BEGIN EXCERPTED DATA

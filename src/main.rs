use clap::Parser;
use yaml_table_rs::cli::{run_conversion, ConversionOptions, InputType};
use yaml_table_rs::get_input_types;
use yaml_table_rs::server::{serve, ServerOptions};
use yaml_table_rs::tsv::TsvRendererOptions;

use std::fs::File;
use std::io::{self, Write};
use std::net::SocketAddr;

#[derive(Parser)]
#[command(author, version, about, long_about = None)]
struct Cli {
    /// Type of input (yaml, front-matter, tsv)
    #[arg(short = 'f', long, value_enum, value_name = "TYPE", default_value = "yaml")]
    from_type: InputType,

    /// Write the rendered HTML without sanitizing it.
    #[arg(long = "no-sanitize", default_value_t = false)]
    no_sanitize: bool,

    /// Output the input text with its YAML front matter removed.
    #[arg(long = "strip-front-matter", default_value_t = false)]
    strip_front_matter: bool,

    #[command(flatten)]
    tsv: TsvRendererOptions,

    /// Serve the HTTP API on this address instead of converting a file.
    #[arg(long, value_name = "ADDR")]
    listen: Option<SocketAddr>,

    /// Input file (default: stdin)
    input: Option<String>,

    /// Output file (default: stdout)
    output: Option<String>,

    /// List available input types
    #[arg(short = 'l', long)]
    list_type: bool,
}

fn main() -> anyhow::Result<()> {
    env_logger::init();
    let cli = Cli::parse();

    if cli.list_type {
        println!("type of input:");
        println!("{}", get_input_types().join(" "));
        println!();
        return Ok(());
    }

    if let Some(listen) = cli.listen {
        let runtime = tokio::runtime::Runtime::new()?;
        return runtime.block_on(serve(ServerOptions {
            listen,
            tsv: cli.tsv,
        }));
    }

    // Prepare output writer
    let mut output_writer: Box<dyn Write> = match cli.output {
        Some(path) if path != "-" => Box::new(File::create(path)?),
        _ => Box::new(io::stdout()),
    };

    let options = ConversionOptions {
        from_type: cli.from_type,
        sanitize: !cli.no_sanitize,
        strip_front_matter: cli.strip_front_matter,
        tsv: cli.tsv,
    };

    run_conversion(&cli.input, &mut output_writer, &options)?;

    Ok(())
}
//! Recursive table renderer.
//!
//! A document is rendered with one of two mutually recursive layouts:
//!
//! - [`horizontal`]: one record becomes one table, fields as columns.
//! - [`vertical`]: each record of a list becomes its own table, fields as rows.
//!
//! A single-record document uses the horizontal layout; a list of records uses
//! the vertical one. Inside either layout a nested record is rendered
//! horizontally and a nested record list vertically.

pub mod horizontal;
pub mod link;
pub mod vertical;

pub use horizontal::render_horizontal;
pub use vertical::render_vertical;

use crate::document::{Document, Node};

/// Opening tag shared by every rendered table.
pub const TABLE_OPEN: &str = r#"<table data="yaml-metadata">"#;

/// Renders a decoded document as an HTML fragment.
pub fn render_document(document: &Document) -> String {
    match document {
        Document::Record(record) => render_horizontal(record),
        Document::RecordList(records) => render_vertical(records),
    }
}

/// Renders the content of a key cell.
///
/// A record list used as a key renders each record horizontally, concatenated.
pub(crate) fn render_key(key: &Node) -> String {
    match key {
        Node::Scalar(scalar) => escape_html(&scalar.to_string()),
        Node::Record(record) => render_horizontal(record),
        Node::RecordList(records) => records.iter().map(render_horizontal).collect(),
    }
}

/// Renders the content of a value cell.
pub(crate) fn render_value(value: &Node) -> String {
    match value {
        Node::Scalar(scalar) => escape_html(&scalar.to_string()),
        Node::Record(record) => render_horizontal(record),
        Node::RecordList(records) => render_vertical(records),
    }
}

/// Escapes text for use in element content and quoted attribute values.
pub fn escape_html(text: &str) -> String {
    let mut escaped = String::with_capacity(text.len());
    for c in text.chars() {
        match c {
            '&' => escaped.push_str("&amp;"),
            '<' => escaped.push_str("&lt;"),
            '>' => escaped.push_str("&gt;"),
            '"' => escaped.push_str("&quot;"),
            '\'' => escaped.push_str("&#39;"),
            _ => escaped.push(c),
        }
    }
    escaped
}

END EXCERPTED DATA

TASK REQUIREMENTS
Wherever a line in the data above contains the word "ConversionOptions", copy that line.

SOLUTION TO THIS TASK
use yaml_table_rs::cli::{run_conversion, ConversionOptions, InputType};
    let options = ConversionOptions {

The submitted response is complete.